▶ Assignment: Among the entries below, one line contains "let available = self.train_table.len();" and another contains "let mut rng". Transcribe those two lines and every line between them, exactly.

BEGIN Exercise materials

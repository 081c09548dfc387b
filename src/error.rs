//! Error types shared across the pipeline.
//!
//! `PipelineError` covers everything a sweep can hit, from unreadable input
//! files to degenerate partitions. Errors are split into two families:
//!
//! - **iteration-local**: the current isoform/threshold combination cannot be
//!   evaluated (a cluster file is missing, the partition came out empty, ...).
//!   The sweep records a gap for it and moves on.
//! - **fatal**: configuration problems and failures to persist results.
//!   These abort the sweep; completed isoforms are already on disk.
use std::path::PathBuf;
use thiserror::Error;

/// Errors raised while loading inputs, partitioning, or assembling matrices.
#[derive(Debug, Error)]
pub enum PipelineError {
    /// Filesystem error while persisting output.
    #[error("I/O error: {0}")]
    Io(#[from] std::io::Error),

    /// A results or snapshot CSV could not be written.
    #[error(transparent)]
    Csv(#[from] csv::Error),

    /// The configuration is inconsistent or could not be parsed.
    #[error("configuration error: {0}")]
    Config(String),

    /// An expected input file does not exist.
    #[error("missing input file: {}", .0.display())]
    MissingInput(PathBuf),

    /// An input file exists but its content is unusable.
    #[error("malformed input {}: {message}", path.display())]
    MalformedInput {
        /// File being parsed.
        path: PathBuf,
        /// What went wrong.
        message: String,
    },

    /// Train or test partition is unusable for model fitting.
    #[error("degenerate partition for {data_set}: {message}")]
    DegeneratePartition {
        /// `{isoform}-{threshold}` label.
        data_set: String,
        /// Which side is empty or single-class.
        message: String,
    },

    /// Feature columns requested by a view are not present in the matrix.
    #[error("feature schema mismatch: {0}")]
    SchemaMismatch(String),

    /// Size normalisation asked for more rows than the table holds.
    #[error("cannot sample {requested} rows from a table of {available}")]
    InsufficientRows {
        /// Configured reference size.
        requested: usize,
        /// Rows actually present.
        available: usize,
    },

    /// A leakage invariant was violated after partitioning.
    #[error("train and test share {0} compound id(s)")]
    Leakage(usize),

    /// A model collaborator failed.
    #[error(transparent)]
    Model(#[from] ModelError),
}

impl PipelineError {
    /// Whether the sweep may record a gap and continue with the next iteration.
    pub fn is_iteration_local(&self) -> bool {
        matches!(
            self,
            PipelineError::MissingInput(_)
                | PipelineError::MalformedInput { .. }
                | PipelineError::DegeneratePartition { .. }
                | PipelineError::SchemaMismatch(_)
                | PipelineError::InsufficientRows { .. }
                | PipelineError::Model(_)
        )
    }
}

/// Errors raised by classifier collaborators.
#[derive(Debug, Error)]
pub enum ModelError {
    /// Input matrices have inconsistent shapes.
    #[error("shape error: {0}")]
    Shape(String),

    /// The underlying fitting routine failed.
    #[error("fit failed for {model}: {message}")]
    Fit {
        /// Model label, e.g. `RF`.
        model: String,
        /// Message from the fitting routine.
        message: String,
    },

    /// The model is enabled but no trainer is registered for it.
    #[error("no trainer registered for {0}")]
    Unavailable(String),
}

/// Convenience alias used throughout the crate.
pub type Result<T> = std::result::Result<T, PipelineError>;

#[cfg(test)]
mod tests {
    use super::*;

    #[test]
    fn missing_files_and_empty_partitions_do_not_abort_the_sweep() {
        assert!(PipelineError::MissingInput(PathBuf::from("x.txt")).is_iteration_local());
        assert!(PipelineError::DegeneratePartition {
            data_set: "3A4-30".into(),
            message: "empty test set".into(),
        }
        .is_iteration_local());
        assert!(!PipelineError::Config("bad".into()).is_iteration_local());
        assert!(!PipelineError::Leakage(2).is_iteration_local());
    }

    #[test]
    fn csv_errors_are_not_prefixed_twice() {
        let mut rdr = csv::Reader::from_reader("a,b\n1\n".as_bytes());
        let csv_err = rdr.records().find_map(|r| r.err()).unwrap();
        let expected = csv_err.to_string();
        let err = PipelineError::from(csv_err);
        assert_eq!(err.to_string(), expected);
        assert!(!err.to_string().contains("CSV error: CSV error"));
    }
}
//! k-nearest neighbours on z-scored features (brute-force Euclidean).
use ndarray::{Array1, Array2, ArrayView1};
use rand::rngs::StdRng;
use rand::Rng;

use super::{FittedModel, Standardizer, Trainer};
use crate::error::ModelError;

/// KNN hyperparameters.
#[derive(Debug, Clone)]
pub struct KnnTrainer {
    /// Neighbours that vote.
    pub k: usize,
    /// Weight votes by inverse distance instead of uniformly.
    pub distance_weighted: bool,
}

impl Default for KnnTrainer {
    fn default() -> Self {
        Self {
            k: 5,
            distance_weighted: false,
        }
    }
}

struct FittedKnn {
    k: usize,
    distance_weighted: bool,
    scaler: Standardizer,
    x: Array2<f64>,
    y: Array1<usize>,
}

fn sq_dist(a: ArrayView1<f64>, b: ArrayView1<f64>) -> f64 {
    a.iter().zip(b.iter()).map(|(u, v)| (u - v) * (u - v)).sum()
}

impl FittedModel for FittedKnn {
    fn predict_proba(&self, x: &Array2<f64>) -> Array1<f64> {
        let z = self.scaler.transform(x);
        let k = self.k.min(self.x.nrows()).max(1);

        let mut out = Array1::zeros(z.nrows());
        for (i, row) in z.rows().into_iter().enumerate() {
            let mut dists: Vec<(f64, usize)> = self
                .x
                .rows()
                .into_iter()
                .zip(self.y.iter())
                .map(|(t, &label)| (sq_dist(row, t), label))
                .collect();
            // stable: equal distances keep training-row order
            dists.sort_by(|a, b| a.0.total_cmp(&b.0));

            let (mut pos, mut total) = (0.0, 0.0);
            for &(d2, label) in dists.iter().take(k) {
                let w = if self.distance_weighted {
                    1.0 / (d2.sqrt() + 1e-9)
                } else {
                    1.0
                };
                total += w;
                if label == 1 {
                    pos += w;
                }
            }
            out[i] = if total > 0.0 { pos / total } else { 0.0 };
        }
        out
    }
}

impl Trainer for KnnTrainer {
    fn describe(&self) -> String {
        format!("k={} distance_weighted={}", self.k, self.distance_weighted)
    }

    fn fit(&self, x: &Array2<f64>, y: &Array1<usize>) -> Result<Box<dyn FittedModel>, ModelError> {
        if x.nrows() == 0 {
            return Err(ModelError::Shape("cannot fit KNN on an empty matrix".into()));
        }
        if x.nrows() != y.len() {
            return Err(ModelError::Shape("labels length does not match rows".into()));
        }
        let scaler = Standardizer::fit(x);
        Ok(Box::new(FittedKnn {
            k: self.k,
            distance_weighted: self.distance_weighted,
            x: scaler.transform(x),
            scaler,
            y: y.clone(),
        }))
    }

    fn boxed_clone(&self) -> Box<dyn Trainer> {
        Box::new(self.clone())
    }

    fn sample(&self, rng: &mut StdRng) -> Option<Box<dyn Trainer>> {
        Some(Box::new(Self {
            k: 2 * rng.gen_range(0..13) + 1,
            distance_weighted: rng.gen_bool(0.5),
        }))
    }
}

#[cfg(test)]
mod tests {
    use super::*;
    use ndarray::array;

    #[test]
    fn votes_follow_the_nearest_rows() {
        let x = array![[0.0], [0.1], [0.2], [5.0], [5.1], [5.2]];
        let y = Array1::from_vec(vec![0, 0, 0, 1, 1, 1]);
        let model = KnnTrainer { k: 3, distance_weighted: false }.fit(&x, &y).unwrap();
        let p = model.predict_proba(&array![[0.05], [5.05]]);
        assert_eq!(p[0], 0.0);
        assert_eq!(p[1], 1.0);
    }

    #[test]
    fn k_larger_than_training_set_is_capped() {
        let x = array![[0.0], [1.0]];
        let y = Array1::from_vec(vec![0, 1]);
        let model = KnnTrainer { k: 50, distance_weighted: false }.fit(&x, &y).unwrap();
        let p = model.predict_proba(&array![[0.0]]);
        assert!((p[0] - 0.5).abs() < 1e-12);
    }
}
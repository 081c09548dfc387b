//! Max train–test Tanimoto partitioning.
//!
//! The split is precomputed outside the pipeline: a test-set id table per
//! isoform (shared by every threshold) and a train-set id table per isoform and
//! threshold, built so that no training compound exceeds the threshold's
//! Tanimoto similarity to any test compound. This strategy only joins those
//! tables against the resolved compounds.
//!
//! With size normalisation on, the train table is downsampled (without
//! replacement, fixed seed) to a per-isoform reference size, so that the effect
//! of the threshold is not confounded with the training-set size.
use std::collections::HashSet;

use log::{info, warn};
use rand::rngs::StdRng;
use rand::SeedableRng;

use super::{Partition, PartitionStrategy, ReplicateQuota};
use crate::error::{PipelineError, Result};
use crate::records::CompoundRecord;
use crate::scoring::Normalized;

/// Max-Tanimoto strategy for one isoform × threshold.
#[derive(Debug, Clone)]
pub struct MaxTanimotoSplit {
    train_table: Vec<u64>,
    test_table: Vec<u64>,
}

impl MaxTanimotoSplit {
    /// Duplicate ids in the test table are dropped (first kept).
    pub fn new(train_table: Vec<u64>, test_table: Vec<u64>) -> Self {
        let mut seen = HashSet::new();
        let test_table = test_table.into_iter().filter(|id| seen.insert(*id)).collect();
        Self {
            train_table,
            test_table,
        }
    }

    /// Downsample the train table to exactly `size` rows.
    pub fn with_reference_size(mut self, size: usize, seed: u64) -> Result<Self> {
        let available = self.train_table.len();
        if size > available {
            return Err(PipelineError::InsufficientRows {
                requested: size,
                available,
            });
        }
        let mut rng = StdRng::seed_from_u64(seed);
        let mut picked = rand::seq::index::sample(&mut rng, available, size).into_vec();
        picked.sort_unstable();
        self.train_table = picked.into_iter().map(|i| self.train_table[i]).collect();
        info!("train table downsampled to {size} of {available} rows");
        Ok(self)
    }

    /// Ids of the training table, after any downsampling.
    pub fn train_table(&self) -> &[u64] {
        &self.train_table
    }

    /// Deduplicated test ids.
    pub fn test_table(&self) -> &[u64] {
        &self.test_table
    }
}

impl PartitionStrategy for MaxTanimotoSplit {
    fn label(&self) -> &'static str {
        "max_tc"
    }

    fn partition(&self, _records: &[CompoundRecord], normalized: &Normalized) -> Result<Partition> {
        let train_ids: HashSet<u64> = self.train_table.iter().copied().collect();
        let test_ids: HashSet<u64> = self.test_table.iter().copied().collect();

        let mut train = Vec::new();
        let mut test = Vec::new();
        let mut leaked = 0usize;
        for rep in &normalized.representatives {
            let id = rep.compound_id;
            match (train_ids.contains(&id), test_ids.contains(&id)) {
                (true, true) => {
                    leaked += 1;
                    test.push(id);
                }
                (false, true) => test.push(id),
                (true, false) => train.push(id),
                (false, false) => {}
            }
        }
        if leaked > 0 {
            warn!("{leaked} compound(s) listed in both train and test tables, kept in test only");
        }
        info!("max Tanimoto split: {} train, {} test compounds", train.len(), test.len());

        Ok(Partition {
            train,
            test,
            quota: ReplicateQuota::All,
        })
    }
}
#![warn(missing_docs)]
//! cyp_dock_ml: leakage-controlled data partitioning and model sweeps for
//! docking-augmented CYP450 inhibition prediction.
//!
//! The crate turns per-isoform docking results into model-ready train/test
//! matrices and runs a battery of classifiers over them, one iteration per
//! (isoform, similarity threshold) pair:
//!
//! - **data_io**: readers for docked score tables, SMILES lists, analog
//!   cluster lists and Max-Tanimoto id tables; test-set snapshots
//! - **identity**: compound ids from molecule names, checked against the
//!   canonical SMILES reference
//! - **scoring**: `FittedScore`, replicate collapse and the docking-only AUC
//! - **partition**: analog-cluster and Max-Tanimoto splits, always disjoint at
//!   the compound level
//! - **features**, **balance**, **reduction**: feature views, SMOTE, PCA
//! - **models**: the `Trainer` contract plus built-in RF, KNN, LR and GB
//! - **pipeline**: the sweep itself, writing a wide results table and a run log
//!
//! # Quick examples
//!
//! ### Compound ids and the fitted score
//! ```
//! use cyp_dock_ml::{extract_compound_id, fitted_score};
//!
//! assert_eq!(extract_compound_id("858515_3"), Some(858515));
//! let s = fitted_score(-10.0, 50.0);
//! assert!((s - (-18.0)).abs() < 1e-12);
//! ```
//!
//! ### Run a sweep from a configuration file
//! ```no_run
//! use cyp_dock_ml::{Config, Pipeline};
//!
//! let config = Config::from_file("sweep.toml")?;
//! let ledger = Pipeline::new(config).run()?;
//! println!("{} iterations recorded", ledger.len());
//! # Ok::<(), Box<dyn std::error::Error>>(())
//! ```

pub mod balance;
pub mod config;
pub mod data_io;
pub mod error;
pub mod features;
pub mod identity;
pub mod metrics;
pub mod models;
pub mod partition;
pub mod pipeline;
pub mod records;
pub mod reduction;
pub mod results;
pub mod scoring;

// ─────────────────────────────────────────────────────────────────────────────
// Convenience re-exports
// ─────────────────────────────────────────────────────────────────────────────
pub use config::{Config, PartitionVariant};
pub use error::{ModelError, PipelineError, Result};
pub use features::{FeatureFrame, FeatureSchema, FeatureView};
pub use identity::extract_compound_id;
pub use models::{ModelKind, ModelRegistry, Trainer};
pub use partition::{Partition, PartitionStrategy};
pub use pipeline::Pipeline;
pub use records::{Activity, CompoundRecord};
pub use results::{MetricBlock, ResultColumn, ResultLedger};
pub use scoring::fitted_score;
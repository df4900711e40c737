mod common;

use anyhow::Result;
use common::{StandardSetup, record, test_service};
use fintrack::domain::{EntryKind, YearMonth};
use fintrack::io::{DatabaseSnapshot, Exporter};

#[tokio::test]
async fn test_export_transactions_csv() -> Result<()> {
    let (service, _temp) = test_service().await?;
    StandardSetup::create_all(&service).await?;

    record(&service, "Checking", EntryKind::Income, 300000, Some("Salary"), "2024-03-01").await?;
    record(&service, "Cash", EntryKind::Expense, 1250, None, "2024-03-02").await?;

    let mut buffer = Vec::new();
    let count = Exporter::new(&service)
        .export_transactions_csv(&mut buffer)
        .await?;
    assert_eq!(count, 2);

    let mut reader = csv::Reader::from_reader(buffer.as_slice());
    let headers = reader.headers()?.clone();
    assert_eq!(
        headers.iter().collect::<Vec<_>>(),
        ["id", "date", "type", "amount", "account", "category", "description", "recurrence"]
    );

    let rows: Vec<csv::StringRecord> = reader.records().collect::<Result<_, _>>()?;
    assert_eq!(rows.len(), 2);
    // Newest first.
    assert_eq!(&rows[0][2], "expense");
    assert_eq!(&rows[0][3], "12.50");
    assert_eq!(&rows[0][4], "Cash");
    assert_eq!(&rows[0][5], "");
    assert_eq!(&rows[1][3], "3000.00");
    assert_eq!(&rows[1][5], "Salary");

    Ok(())
}

#[tokio::test]
async fn test_export_accounts_and_budgets_csv() -> Result<()> {
    let (service, _temp) = test_service().await?;
    StandardSetup::create_all(&service).await?;

    let march = YearMonth::new(2024, 3)?;
    service.set_budget("Groceries", march, 20000).await?;
    record(&service, "Checking", EntryKind::Expense, 25000, Some("Groceries"), "2024-03-05").await?;

    let exporter = Exporter::new(&service);

    let mut accounts = Vec::new();
    assert_eq!(exporter.export_accounts_csv(&mut accounts).await?, 2);
    let text = String::from_utf8(accounts)?;
    assert!(text.contains("Checking,EUR,0.00,250.00,750.00"));

    let mut budgets = Vec::new();
    assert_eq!(exporter.export_budgets_csv(&mut budgets, march).await?, 1);
    let text = String::from_utf8(budgets)?;
    assert!(text.contains("2024-03,Groceries,200.00,250.00,-50.00,100.0"));

    Ok(())
}

#[tokio::test]
async fn test_export_goals_csv() -> Result<()> {
    let (service, _temp) = test_service().await?;
    service
        .create_goal("Vacation".into(), 200000, 50000, None, None)
        .await?;

    let mut buffer = Vec::new();
    assert_eq!(Exporter::new(&service).export_goals_csv(&mut buffer).await?, 1);
    let text = String::from_utf8(buffer)?;
    assert!(text.contains("Vacation,2000.00,500.00,1500.00,25,,false"));

    Ok(())
}

#[tokio::test]
async fn test_full_json_snapshot() -> Result<()> {
    let (service, _temp) = test_service().await?;
    service.seed_defaults().await?;
    record(&service, "Cash", EntryKind::Expense, 450, Some("Cafe"), "2024-03-02").await?;
    service.set_budget("Cafe", YearMonth::new(2024, 3)?, 5000).await?;
    service
        .create_goal("Vacation".into(), 200000, 0, None, None)
        .await?;

    let mut buffer = Vec::new();
    let snapshot = Exporter::new(&service).export_full_json(&mut buffer).await?;
    assert_eq!(snapshot.accounts.len(), 3);
    assert_eq!(snapshot.categories.len(), 10);
    assert_eq!(snapshot.transactions.len(), 1);
    assert_eq!(snapshot.budgets.len(), 1);
    assert_eq!(snapshot.goals.len(), 1);

    let parsed: DatabaseSnapshot = serde_json::from_slice(&buffer)?;
    assert_eq!(parsed.version, env!("CARGO_PKG_VERSION"));
    assert_eq!(parsed.transactions[0].category_name.as_deref(), Some("Cafe"));
    assert_eq!(parsed.settings, snapshot.settings);

    Ok(())
}
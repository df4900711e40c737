use std::sync::Once;

use tracing_subscriber::{EnvFilter, fmt};

static INIT_LOGGING: Once = Once::new();

/// Install the global stderr subscriber.
///
/// `RUST_LOG` takes precedence; otherwise only warnings are shown unless
/// `verbose` is set. Safe to call more than once.
pub fn init(verbose: bool) {
    INIT_LOGGING.call_once(|| {
        let default_level = if verbose { "fintrack=debug" } else { "fintrack=warn" };
        let filter = EnvFilter::try_from_default_env()
            .unwrap_or_else(|_| EnvFilter::new(default_level));

        fmt()
            .with_env_filter(filter)
            .with_writer(std::io::stderr)
            .with_target(false)
            .init();
    });
}
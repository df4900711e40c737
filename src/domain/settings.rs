use serde::{Deserialize, Serialize};

use super::Cents;

pub const DEFAULT_CURRENCY: &str = "EUR";

/// Per-database preferences, stored as a single row.
#[derive(Debug, Clone, PartialEq, Eq, Serialize, Deserialize)]
pub struct UserSettings {
    pub currency: String,
    pub monthly_income_cents: Cents,
    pub savings_target_cents: Cents,
}

impl Default for UserSettings {
    fn default() -> Self {
        Self {
            currency: DEFAULT_CURRENCY.to_string(),
            monthly_income_cents: 0,
            savings_target_cents: 0,
        }
    }
}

END Exercise materials

▶ Solution for this task:
        let available = self.train_table.len();
        if size > available {
            return Err(PipelineError::InsufficientRows {
                requested: size,
                available,
            });
        }
        let mut rng = StdRng::seed_from_u64(seed);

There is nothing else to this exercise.